RhymingRabbit3 · 16/02/2020 19:12

I dont see what the problem is. If your wife doesnt like it she can just leave the room. Presumably this call doesnt go on for hours?
No she isnt any more special than the other grandparents. I'm sure if your MIL wanted to phone up every night too that would be fine with you.

Also I know it's a typo but this really did make me laugh prawn mmmm car seat clothes

Warsawa31 · 16/02/2020 19:14

@ RhymingRabbit3 lol yeah me too I phone auto correct thanks for reply

OP posts:
FudgeBrownie2019 · 16/02/2020 19:15

I think it’s really controlling of your wife to be angry that you speak to your mum every day. Speak to her how ever often you like!

On the other hand it could be seen as controlling of the Mum to need to FaceTime a baby every day when she sees her weekly.

If your DW isn't happy you and she need an open and honest conversation about why. Then you need to work out how to make it better; one of you might need to compromise, but neither of you needs to be wrong.

Warsawa31 · 16/02/2020 19:16

@ mclover yeah her parents aren’t great. she had a horrible childhood

I’ve said to her I think she might be projecting a bit, I would like her to go to therapy but obviously she needs to make that choice

OP posts:
Geminijes · 16/02/2020 19:17

I think your wife is being unreasonable.

It's OK for your Mum to have your daughter every week but not OK for her to video call you every day. Sounds as if your wife wants contact only when it's of benefit to her.

PinkiOcelot · 16/02/2020 19:17

I really don’t see the problem tbh. I think your wife is being unreasonable. If your mum is calling you, it’s hardly inconveniencing her.

Alsohuman · 16/02/2020 19:18

I think it’s really controlling of your wife to be angry that you speak to your mum every day. Speak to her how ever often you like!

This.

BendingSpoons · 16/02/2020 19:23

I haven't voted. You are welcome to speak to your mum as much as you like, however it would irritate me if it was every day and it becomes an obligation almost. I think the video updates are a good idea. On busy days you could send a video and say, sorry bit too busy to call today.

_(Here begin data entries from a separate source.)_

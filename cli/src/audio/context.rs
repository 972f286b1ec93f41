use super::{AudioError, AudioOutput, OutputConnection, SharedVoice, Voice};
use std::sync::{Arc, Mutex, PoisonError};
use tokio::time::Instant;
use tracing::{debug, info, warn};

#[derive(Debug, Clone, Copy, PartialEq, Eq)]
pub enum ContextState {
    Suspended,
    Running,
}

/// Process-wide audio clock plus the output it drives.
///
/// Starts suspended and is resumed lazily by the first operation that needs
/// it. Resumption is serialized so concurrent callers open the output once.
/// The clock reads seconds since the context started running.
pub struct AudioContext {
    output: Arc<dyn AudioOutput>,
    sample_rate: u32,
    started: Mutex<Option<Instant>>,
    resume_gate: tokio::sync::Mutex<()>,
}

impl AudioContext {
    pub fn new(output: Arc<dyn AudioOutput>, sample_rate: u32) -> Self {
        Self {
            output,
            sample_rate,
            started: Mutex::new(None),
            resume_gate: tokio::sync::Mutex::new(()),
        }
    }

    pub fn sample_rate(&self) -> u32 {
        self.sample_rate
    }

    pub fn state(&self) -> ContextState {
        match *self.started.lock().unwrap_or_else(PoisonError::into_inner) {
            Some(_) => ContextState::Running,
            None => ContextState::Suspended,
        }
    }

    pub async fn ensure_running(&self) -> Result<(), AudioError> {
        if self.state() == ContextState::Running {
            return Ok(());
        }
        let _gate = self.resume_gate.lock().await;
        if self.state() == ContextState::Running {
            return Ok(());
        }

        debug!("resuming audio context");
        if let Err(err) = self.output.resume() {
            warn!("audio context failed to resume: {err}");
            return Err(err);
        }
        *self.started.lock().unwrap_or_else(PoisonError::into_inner) = Some(Instant::now());
        info!(sample_rate = self.sample_rate, "audio context running");
        Ok(())
    }

    /// Current audio clock time in seconds; zero while suspended.
    pub fn now(&self) -> f64 {
        self.started
            .lock()
            .unwrap_or_else(PoisonError::into_inner)
            .map(|started| started.elapsed().as_secs_f64())
            .unwrap_or(0.0)
    }

    /// A fresh voice whose first sample lines up with the current clock time.
    pub fn create_voice(&self) -> SharedVoice {
        Voice::new(self.sample_rate, self.now()).shared()
    }

    pub fn connect(&self, voice: SharedVoice) -> Result<Box<dyn OutputConnection>, AudioError> {
        if self.state() != ContextState::Running {
            return Err(AudioError::Suspended);
        }
        self.output.connect(voice)
    }

    /// Holds the resume gate so a test can stall `ensure_running`.
    #[cfg(test)]
    pub(crate) async fn hold_resume(&self) -> tokio::sync::MutexGuard<'_, ()> {
        self.resume_gate.lock().await
    }
}

#[cfg(test)]
mod tests {
    use super::*;
    use crate::audio::testing::FakeOutput;
    use std::time::Duration;

    #[tokio::test(start_paused = true)]
    async fn resumes_once_for_concurrent_callers() {
        let output = Arc::new(FakeOutput::default());
        let context = Arc::new(AudioContext::new(output.clone(), 8_000));
        assert_eq!(context.state(), ContextState::Suspended);
        assert_eq!(context.now(), 0.0);

        let (a, b) = tokio::join!(context.ensure_running(), context.ensure_running());
        a.unwrap();
        b.unwrap();
        assert_eq!(output.resumes(), 1);
        assert_eq!(context.state(), ContextState::Running);

        tokio::time::sleep(Duration::from_millis(250)).await;
        assert!((context.now() - 0.25).abs() < 1e-6);
    }

    #[tokio::test(start_paused = true)]
    async fn stays_suspended_when_resume_fails() {
        let output = Arc::new(FakeOutput::failing());
        let context = AudioContext::new(output.clone(), 8_000);

        assert!(matches!(context.ensure_running().await, Err(AudioError::Device(_))));
        assert_eq!(context.state(), ContextState::Suspended);
        assert!(matches!(context.connect(context.create_voice()), Err(AudioError::Suspended)));

        output.set_failing(false);
        context.ensure_running().await.unwrap();
        assert_eq!(output.resumes(), 2);
    }
}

ineedaholidaynow · 16/02/2020 19:26

How long and when are the calls? When DS was born MIL used to phone every day and always managed to time it for either when we were eating dinner or trying to put DS to bed. She got very upset when we tried to change it to DH phoning when it was convenient for us. In the end we used to let the call go to answerphone if it wasn’t convenient.
Also MIL likes a long phone call!

Enchiladas · 16/02/2020 19:26

Your wife is being massively unreasonable. Remind her if it wasn't for your mum she wouldn't have you or DD.

Pilot12 · 16/02/2020 19:29

I would find it very annoying if my MIL called every single day just to ask what the baby has been doing. I call my Mum once a week and DP calls his twice. MIL sees her GC once a week.

Warsawa31 · 16/02/2020 19:31

The calls last 5-15 minutes usually she calls around 6 when we give bubba a few minutes play time before bath.

Just seems like a tiny thing but it’s started to effect our marriage.
Not really the calling itself so much as my wife’s reaction to it if that makes sense.

OP posts:
Leaannb · 16/02/2020 19:33

YABU it’s extremely intrusive for that amount of contact. Your mother is taking away precious time from the 3 of you as a family

KidCaneGoat · 16/02/2020 19:36

How do you find the calls? If you like them and baby likes them, then there’s no problem and your wife is being unfair. If they stress you out and leave you grumpy then it’s understandable. It does sound like it could be that she’s really upset that it’s not her parents calling.